I also learned that an ENT is part of the feeding team. He was called in because of the fluid on Randy's ear, the failed hearing tests, the lack of interest in bottle, and the summer ear infection. He was not in agreement with the "wait and see" approach. He felt that we had waited long enough and it bothered him that Randy had an ear infection in the summer. He says that is not a good sign about the fluid build up. He wants to proceed with tubes. He does not want to jeopardize his speech development, and he feels that the feeling in his ears could be jeopardizing his fluid intake. He was an amazing ENT. He took a "holistic" approach and talked about how many of these small issues were related and the larger implication, mainly his growth and development.

He consulted with the GI (who usually comes in, but sent the ENT instead) about ruling out any medical reasons for Randy not wanting his bottle. We know that some of it is related to solids, but he wants to make sure that his anatomy is working properly and that we are adequately managing his reflux. Randy will get a video swallow study and an EGD. He will have to be sedated for the EGD, so the tubes will be put in at the same time (that was the selling point for me).

I left the two hour appointment with my head swimming and wondering if the pendulum had swung the other way and we were moving too fast. But my gut is saying to go ahead with the tubes and the EGD. I have researched them and know that even if they were unnecessary, they will not bring him fatal harm and they will fall out in 1-2 years. I cannot risk my son missing any more months of clear hearing. He has enough hurdles to climb without me not removing one that I can. I love him way too much to know do all I can for him.

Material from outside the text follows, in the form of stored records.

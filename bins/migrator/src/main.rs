//! Schema migration runner for the ledger and receivables tables.
//!
//! Usage:
//!   migrator up      - apply pending migrations
//!   migrator down    - roll back the last migration
//!   migrator status  - list applied and pending migrations
//!   migrator fresh   - drop everything and re-apply
//!
//! Reads `DATABASE_URL`, optionally from a `.env` file.

use sea_orm_migration::prelude::*;
use tally_db::migration::Migrator;

#[tokio::main]
async fn main() {
    dotenvy::dotenv().ok();

    // run_cli installs its own subscriber
    cli::run_cli(Migrator).await;
}
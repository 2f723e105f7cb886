//! `SeaORM` Entity for the journal_lines table.

use sea_orm::entity::prelude::*;
use serde::{Deserialize, Serialize};

#[derive(Clone, Debug, PartialEq, DeriveEntityModel, Eq, Serialize, Deserialize)]
#[sea_orm(table_name = "journal_lines")]
pub struct Model {
    #[sea_orm(primary_key, auto_increment = false)]
    pub id: Uuid,
    pub journal_id: Uuid,
    pub account_id: Uuid,
    #[sea_orm(column_type = "Text", nullable)]
    pub description: Option<String>,
    #[sea_orm(column_type = "Decimal(Some((19, 4)))")]
    pub debit: Decimal,
    #[sea_orm(column_type = "Decimal(Some((19, 4)))")]
    pub credit: Decimal,
    pub department_id: Option<Uuid>,
    pub reference_type: Option<String>,
    pub reference_id: Option<Uuid>,
    pub sort_order: i32,
}

#[derive(Copy, Clone, Debug, EnumIter, DeriveRelation)]
pub enum Relation {
    #[sea_orm(
        belongs_to = "super::journal_entries::Entity",
        from = "Column::JournalId",
        to = "super::journal_entries::Column::Id",
        on_update = "NoAction",
        on_delete = "Cascade"
    )]
    JournalEntries,
    #[sea_orm(
        belongs_to = "super::accounts::Entity",
        from = "Column::AccountId",
        to = "super::accounts::Column::Id",
        on_update = "NoAction",
        on_delete = "NoAction"
    )]
    Accounts,
}

impl Related<super::journal_entries::Entity> for Entity {
    fn to() -> RelationDef {
        Relation::JournalEntries.def()
    }
}

impl Related<super::accounts::Entity> for Entity {
    fn to() -> RelationDef {
        Relation::Accounts.def()
    }
}

impl ActiveModelBehavior for ActiveModel {}
#[async_trait]
impl JournalStore for MemoryStore {
    async fn insert_entry(&self, entry: &JournalEntry, lines: &[JournalLine]) -> StoreResult<()> {
        let mut tables = self.tables.write().await;
        tables.check_new_entry(entry)?;
        tables.put_entry(entry, lines);
        Ok(())
    }

    async fn get_entry(
        &self,
        tenant_id: TenantId,
        id: JournalEntryId,
    ) -> StoreResult<Option<JournalEntryWithLines>> {
        let tables = self.tables.read().await;
        let Some(entry) = tables.entries.get(&id).filter(|e| e.tenant_id == tenant_id) else {
            return Ok(None);
        };
        let mut lines = tables.lines.get(&id).cloned().unwrap_or_default();
        lines.sort_by_key(|l| l.sort_order);
        Ok(Some(JournalEntryWithLines {
            entry: entry.clone(),
            lines,
        }))
    }

    async fn journal_number_exists(&self, tenant_id: TenantId, number: &str) -> StoreResult<bool> {
        Ok(self.tables.read().await.entry_number_taken(tenant_id, number, None))
    }

    async fn update_entry(
        &self,
        entry: &JournalEntry,
        expected_version: i64,
        lines: Option<&[JournalLine]>,
    ) -> StoreResult<()> {
        let mut tables = self.tables.write().await;
        tables.check_version(entry.tenant_id, entry.id, expected_version)?;
        if tables.entry_number_taken(entry.tenant_id, &entry.journal_number, Some(entry.id)) {
            return Err(StoreError::UniqueViolation(UQ_JOURNAL_NUMBER.to_string()));
        }
        tables.entries.insert(entry.id, entry.clone());
        if let Some(lines) = lines {
            tables.lines.insert(entry.id, lines.to_vec());
        }
        Ok(())
    }

    async fn delete_entry(
        &self,
        tenant_id: TenantId,
        id: JournalEntryId,
        expected_version: i64,
    ) -> StoreResult<()> {
        let mut tables = self.tables.write().await;
        tables.check_version(tenant_id, id, expected_version)?;
        tables.entries.remove(&id);
        tables.lines.remove(&id);
        Ok(())
    }

    async fn insert_reversal(
        &self,
        reversal: &JournalEntry,
        lines: &[JournalLine],
        original: &JournalEntry,
        expected_version: i64,
    ) -> StoreResult<()> {
        let mut tables = self.tables.write().await;
        tables.check_version(original.tenant_id, original.id, expected_version)?;
        tables.check_new_entry(reversal)?;
        tables.put_entry(reversal, lines);
        tables.entries.insert(original.id, original.clone());
        Ok(())
    }

    async fn find_reversal_of(
        &self,
        tenant_id: TenantId,
        original_id: JournalEntryId,
    ) -> StoreResult<Option<JournalEntry>> {
        let tables = self.tables.read().await;
        Ok(tables
            .entries
            .values()
            .find(|e| e.tenant_id == tenant_id && e.reversed_from == Some(original_id))
            .cloned())
    }

    async fn list_entries(
        &self,
        tenant_id: TenantId,
        filter: &JournalFilter,
        page: &PageRequest,
    ) -> StoreResult<(Vec<JournalSummary>, u64)> {
        let tables = self.tables.read().await;
        let mut matching: Vec<&JournalEntry> = tables
            .entries
            .values()
            .filter(|e| e.tenant_id == tenant_id && filter.matches(e))
            .collect();
        matching.sort_by(|a, b| b.date.cmp(&a.date).then(b.created_at.cmp(&a.created_at)));

        let total = matching.len() as u64;
        let summaries = page
            .slice(matching)
            .into_iter()
            .map(|entry| {
                let lines = tables.lines.get(&entry.id).map_or(&[][..], Vec::as_slice);
                JournalSummary::new(entry.clone(), lines)
            })
            .collect();
        Ok((summaries, total))
    }

    async fn entries_for_reference(
        &self,
        tenant_id: TenantId,
        reference_type: &str,
        reference_id: Uuid,
    ) -> StoreResult<Vec<JournalEntry>> {
        let tables = self.tables.read().await;
        let mut found: Vec<JournalEntry> = tables
            .entries
            .values()
            .filter(|e| e.tenant_id == tenant_id)
            .filter(|e| {
                tables.lines.get(&e.id).is_some_and(|lines| {
                    lines.iter().any(|l| {
                        l.reference_type.as_deref() == Some(reference_type)
                            && l.reference_id == Some(reference_id)
                    })
                })
            })
            .cloned()
            .collect();
        found.sort_by_key(|e| e.created_at);
        Ok(found)
    }
}
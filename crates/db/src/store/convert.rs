//! Row ↔ domain conversions.

use chrono::{DateTime, FixedOffset, Utc};
use sea_orm::ActiveValue::Set;
use tally_core::accounts::Account;
use tally_core::ledger::{JournalEntry, JournalLine};
use tally_core::receivables::{Invoice, Payment};
use tally_engine::store::{StoreError, StoreResult};

use crate::entities::{accounts, ar_invoices, ar_payments, journal_entries, journal_lines};

type DateTimeWithTz = DateTime<FixedOffset>;

fn utc(at: DateTimeWithTz) -> DateTime<Utc> {
    at.with_timezone(&Utc)
}

fn parse<T: std::str::FromStr<Err = String>>(value: &str) -> StoreResult<T> {
    value.parse().map_err(StoreError::Backend)
}

pub(crate) fn account(row: accounts::Model) -> StoreResult<Account> {
    Ok(Account {
        id: row.id.into(),
        tenant_id: row.tenant_id.into(),
        code: row.code,
        name: row.name,
        account_type: parse(&row.account_type)?,
        is_active: row.is_active,
    })
}

pub(crate) fn entry(row: journal_entries::Model) -> StoreResult<JournalEntry> {
    Ok(JournalEntry {
        id: row.id.into(),
        tenant_id: row.tenant_id.into(),
        journal_number: row.journal_number,
        date: row.date,
        memo: row.memo,
        status: parse(&row.status)?,
        posted_at: row.posted_at.map(utc),
        reversed_from: row.reversed_from.map(Into::into),
        created_by: row.created_by.into(),
        created_at: utc(row.created_at),
        updated_at: utc(row.updated_at),
        version: row.version,
    })
}

pub(crate) fn entry_model(entry: &JournalEntry) -> journal_entries::ActiveModel {
    journal_entries::ActiveModel {
        id: Set(entry.id.into_inner()),
        tenant_id: Set(entry.tenant_id.into_inner()),
        journal_number: Set(entry.journal_number.clone()),
        date: Set(entry.date),
        memo: Set(entry.memo.clone()),
        status: Set(entry.status.as_str().to_string()),
        posted_at: Set(entry.posted_at.map(Into::into)),
        reversed_from: Set(entry.reversed_from.map(Into::into)),
        created_by: Set(entry.created_by.into_inner()),
        created_at: Set(entry.created_at.into()),
        updated_at: Set(entry.updated_at.into()),
        version: Set(entry.version),
    }
}

pub(crate) fn line(row: journal_lines::Model) -> JournalLine {
    JournalLine {
        id: row.id.into(),
        journal_id: row.journal_id.into(),
        account_id: row.account_id.into(),
        description: row.description,
        debit: row.debit,
        credit: row.credit,
        department_id: row.department_id.map(Into::into),
        reference_type: row.reference_type,
        reference_id: row.reference_id,
        sort_order: row.sort_order,
    }
}

pub(crate) fn line_model(line: &JournalLine) -> journal_lines::ActiveModel {
    journal_lines::ActiveModel {
        id: Set(line.id.into_inner()),
        journal_id: Set(line.journal_id.into_inner()),
        account_id: Set(line.account_id.into_inner()),
        description: Set(line.description.clone()),
        debit: Set(line.debit),
        credit: Set(line.credit),
        department_id: Set(line.department_id.map(Into::into)),
        reference_type: Set(line.reference_type.clone()),
        reference_id: Set(line.reference_id),
        sort_order: Set(line.sort_order),
    }
}

pub(crate) fn invoice(row: ar_invoices::Model) -> StoreResult<Invoice> {
    Ok(Invoice {
        id: row.id.into(),
        tenant_id: row.tenant_id.into(),
        invoice_number: row.invoice_number,
        customer_id: row.customer_id.into(),
        date_issued: row.date_issued,
        due_date: row.due_date,
        amount_total: row.amount_total,
        amount_paid: row.amount_paid,
        balance_due: row.balance_due,
        status: parse(&row.status)?,
        memo: row.memo,
        created_by: row.created_by.into(),
        created_at: utc(row.created_at),
        updated_at: utc(row.updated_at),
        version: row.version,
    })
}

pub(crate) fn invoice_model(invoice: &Invoice) -> ar_invoices::ActiveModel {
    ar_invoices::ActiveModel {
        id: Set(invoice.id.into_inner()),
        tenant_id: Set(invoice.tenant_id.into_inner()),
        invoice_number: Set(invoice.invoice_number.clone()),
        customer_id: Set(invoice.customer_id.into_inner()),
        date_issued: Set(invoice.date_issued),
        due_date: Set(invoice.due_date),
        amount_total: Set(invoice.amount_total),
        amount_paid: Set(invoice.amount_paid),
        balance_due: Set(invoice.balance_due),
        status: Set(invoice.status.as_str().to_string()),
        memo: Set(invoice.memo.clone()),
        created_by: Set(invoice.created_by.into_inner()),
        created_at: Set(invoice.created_at.into()),
        updated_at: Set(invoice.updated_at.into()),
        version: Set(invoice.version),
    }
}

pub(crate) fn payment(row: ar_payments::Model) -> StoreResult<Payment> {
    Ok(Payment {
        id: row.id.into(),
        tenant_id: row.tenant_id.into(),
        invoice_id: row.invoice_id.into(),
        customer_id: row.customer_id.into(),
        payment_date: row.payment_date,
        amount: row.amount,
        method: parse(&row.method)?,
        reference: row.reference,
        notes: row.notes,
        created_by: row.created_by.into(),
        created_at: utc(row.created_at),
    })
}

pub(crate) fn payment_model(payment: &Payment) -> ar_payments::ActiveModel {
    ar_payments::ActiveModel {
        id: Set(payment.id.into_inner()),
        tenant_id: Set(payment.tenant_id.into_inner()),
        invoice_id: Set(payment.invoice_id.into_inner()),
        customer_id: Set(payment.customer_id.into_inner()),
        payment_date: Set(payment.payment_date),
        amount: Set(payment.amount),
        method: Set(payment.method.as_str().to_string()),
        reference: Set(payment.reference.clone()),
        notes: Set(payment.notes.clone()),
        created_by: Set(payment.created_by.into_inner()),
        created_at: Set(payment.created_at.into()),
    }
}
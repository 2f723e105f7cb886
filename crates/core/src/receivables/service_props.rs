//! Property-based tests for payment application.

use chrono::{NaiveDate, Utc};
use proptest::prelude::*;
use rust_decimal::Decimal;
use tally_shared::types::UserId;

use super::error::ReceivableError;
use super::service::{DEFAULT_PAYMENT_TOLERANCE, ReceivableService};
use super::types::fixtures::invoice;
use super::types::{InvoiceStatus, NewPayment, PaymentMethod};

fn arb_cents() -> impl Strategy<Value = i64> {
    1i64..10_000_000i64
}

fn due() -> NaiveDate {
    NaiveDate::from_ymd_opt(2026, 3, 31).unwrap()
}

fn pay(amount: Decimal) -> NewPayment {
    NewPayment::new(amount, due(), PaymentMethod::Cash)
}

proptest! {
    #![proptest_config(ProptestConfig::with_cases(100))]

    /// After any sequence of accepted payments, the balance identity and the
    /// status function hold.
    #[test]
    fn prop_balance_identity_holds(
        total in arb_cents(),
        parts in prop::collection::vec(arb_cents(), 1..8),
    ) {
        let mut current = invoice(Decimal::new(total, 2), Decimal::ZERO, InvoiceStatus::Open, due());
        for cents in parts {
            let amount = Decimal::new(cents, 2);
            match ReceivableService::apply_payment(
                &current,
                &pay(amount),
                UserId::new(),
                DEFAULT_PAYMENT_TOLERANCE,
                Utc::now(),
            ) {
                Ok((next, payment)) => {
                    prop_assert_eq!(payment.amount, amount);
                    prop_assert_eq!(next.version, current.version + 1);
                    current = next;
                }
                Err(ReceivableError::ExceedsBalance { amount: rejected, balance_due }) => {
                    prop_assert!(rejected > balance_due);
                    prop_assert_eq!(balance_due, current.balance_due);
                }
                Err(ReceivableError::AlreadyPaid(_)) => {
                    prop_assert_eq!(current.status, InvoiceStatus::Paid);
                }
                Err(other) => prop_assert!(false, "unexpected error: {other}"),
            }

            prop_assert_eq!(current.balance_due, current.amount_total - current.amount_paid);
            prop_assert!(current.amount_paid <= current.amount_total);
            prop_assert_eq!(
                current.status,
                ReceivableService::derive_status(
                    current.amount_total,
                    current.amount_paid,
                    DEFAULT_PAYMENT_TOLERANCE
                )
            );
        }
    }

    /// Any amount above the remaining balance is rejected.
    #[test]
    fn prop_overpayment_rejected(total in arb_cents(), excess in arb_cents()) {
        let inv = invoice(Decimal::new(total, 2), Decimal::ZERO, InvoiceStatus::Open, due());
        let amount = inv.balance_due + Decimal::new(excess, 2);
        let is_exceeds = matches!(
            ReceivableService::check_payment(&inv, amount),
            Err(ReceivableError::ExceedsBalance { .. })
        );
        prop_assert!(is_exceeds);
    }

    /// Non-positive amounts are rejected on outstanding invoices.
    #[test]
    fn prop_non_positive_rejected(total in arb_cents(), cents in 0i64..1_000_000i64) {
        let inv = invoice(Decimal::new(total, 2), Decimal::ZERO, InvoiceStatus::Open, due());
        let amount = Decimal::new(-cents, 2);
        prop_assert_eq!(
            ReceivableService::check_payment(&inv, amount),
            Err(ReceivableError::InvalidAmount(amount))
        );
    }

    /// Paying the exact balance always settles the invoice.
    #[test]
    fn prop_exact_payment_settles(total in arb_cents(), paid_part in 0u32..100) {
        let total = Decimal::new(total, 2);
        let paid = (total * Decimal::new(i64::from(paid_part), 2)).round_dp(2);
        let status = ReceivableService::derive_status(total, paid, DEFAULT_PAYMENT_TOLERANCE);
        prop_assume!(status != InvoiceStatus::Paid);

        let inv = invoice(total, paid, status, due());
        let (settled, _) = ReceivableService::apply_payment(
            &inv,
            &pay(inv.balance_due),
            UserId::new(),
            DEFAULT_PAYMENT_TOLERANCE,
            Utc::now(),
        )
        .unwrap();
        prop_assert_eq!(settled.status, InvoiceStatus::Paid);
        prop_assert_eq!(settled.balance_due, Decimal::ZERO);
    }
}
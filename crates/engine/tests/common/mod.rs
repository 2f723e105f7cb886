//! Shared fixtures for engine integration tests.

#![allow(dead_code)]

use std::sync::Arc;

use chrono::NaiveDate;
use rust_decimal::Decimal;
use tally_core::accounts::{Account, AccountType};
use tally_core::ledger::{JournalLineInput, NewJournalEntry};
use tally_core::receivables::NewInvoice;
use tally_engine::{Engine, MemoryActivitySink, MemoryStore};
use tally_shared::types::{CustomerId, TenantId, UserId};
use tally_shared::{AppConfig, TenantContext};

/// One tenant with a small chart and an engine over a memory store.
pub struct Harness {
    pub engine: Engine,
    pub store: Arc<MemoryStore>,
    pub activity: Arc<MemoryActivitySink>,
    pub ctx: TenantContext,
    pub cash: Account,
    pub receivable: Account,
    pub revenue: Account,
}

impl Harness {
    pub async fn new() -> Self {
        Self::with_config(AppConfig::default()).await
    }

    pub async fn with_config(config: AppConfig) -> Self {
        let activity = Arc::new(MemoryActivitySink::new());
        let (engine, store) = Engine::in_memory(activity.clone(), &config);
        let ctx = TenantContext::new(TenantId::new(), UserId::new());

        let cash = Account::new(ctx.tenant_id, "1000", "Cash", AccountType::Asset);
        let receivable = Account::new(ctx.tenant_id, "1200", "Accounts Receivable", AccountType::Asset);
        let revenue = Account::new(ctx.tenant_id, "4000", "Revenue", AccountType::Revenue);
        for account in [&cash, &receivable, &revenue] {
            store.put_account(account.clone()).await;
        }

        Self {
            engine,
            store,
            activity,
            ctx,
            cash,
            receivable,
            revenue,
        }
    }

    /// A context for a different tenant.
    pub fn other_tenant(&self) -> TenantContext {
        TenantContext::new(TenantId::new(), self.ctx.actor_user_id)
    }

    /// `debit cash / credit revenue` for the given amounts.
    pub fn sale(&self, number: &str, debit: Decimal, credit: Decimal) -> NewJournalEntry {
        NewJournalEntry {
            journal_number: number.to_string(),
            date: date(3, 1),
            memo: Some("Cash sale".to_string()),
            lines: vec![
                JournalLineInput::debit(self.cash.id, debit),
                JournalLineInput::credit(self.revenue.id, credit),
            ],
        }
    }
}

pub fn date(month: u32, day: u32) -> NaiveDate {
    NaiveDate::from_ymd_opt(2026, month, day).unwrap()
}

pub fn invoice(number: &str, total: Decimal, due: NaiveDate) -> NewInvoice {
    NewInvoice {
        invoice_number: number.to_string(),
        customer_id: CustomerId::new(),
        date_issued: date(1, 1),
        due_date: due,
        amount_total: total,
        memo: None,
    }
}
//! Common types used across the workspace.

pub mod id;
pub mod pagination;

pub use id::*;
pub use pagination::{PageMeta, PageRequest, PageResponse};
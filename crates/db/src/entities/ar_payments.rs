//! `SeaORM` Entity for the ar_payments table.

use sea_orm::entity::prelude::*;
use serde::{Deserialize, Serialize};

#[derive(Clone, Debug, PartialEq, DeriveEntityModel, Eq, Serialize, Deserialize)]
#[sea_orm(table_name = "ar_payments")]
pub struct Model {
    #[sea_orm(primary_key, auto_increment = false)]
    pub id: Uuid,
    pub tenant_id: Uuid,
    pub invoice_id: Uuid,
    pub customer_id: Uuid,
    pub payment_date: Date,
    #[sea_orm(column_type = "Decimal(Some((19, 4)))")]
    pub amount: Decimal,
    pub method: String,
    pub reference: Option<String>,
    #[sea_orm(column_type = "Text", nullable)]
    pub notes: Option<String>,
    pub created_by: Uuid,
    pub created_at: DateTimeWithTimeZone,
}

#[derive(Copy, Clone, Debug, EnumIter, DeriveRelation)]
pub enum Relation {
    #[sea_orm(
        belongs_to = "super::ar_invoices::Entity",
        from = "Column::InvoiceId",
        to = "super::ar_invoices::Column::Id",
        on_update = "NoAction",
        on_delete = "Cascade"
    )]
    ArInvoices,
}

impl Related<super::ar_invoices::Entity> for Entity {
    fn to() -> RelationDef {
        Relation::ArInvoices.def()
    }
}

impl ActiveModelBehavior for ActiveModel {}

  1. I can't believe your medicaid is ending at the end of June. That's crazy. Can your case manager help?

    You know, one of my son's had lots of ear infections. Once we took milk products away, the ear infections went away. We got tubes and still had infections until the milk went away. I fully expected the ear infections to be gone after tubes, but they weren't. The milk allergy is supposed to be an easy test. It's a very common allergy. I hope they can figure out the ear infections soon.

    He looks so good - what a cutie!

  2. Liam doesn't get constipated on all of his additives. With his delayed emptying he gets the erythromycin and then miralax helps keep it soft. He usually poops two- three times a day.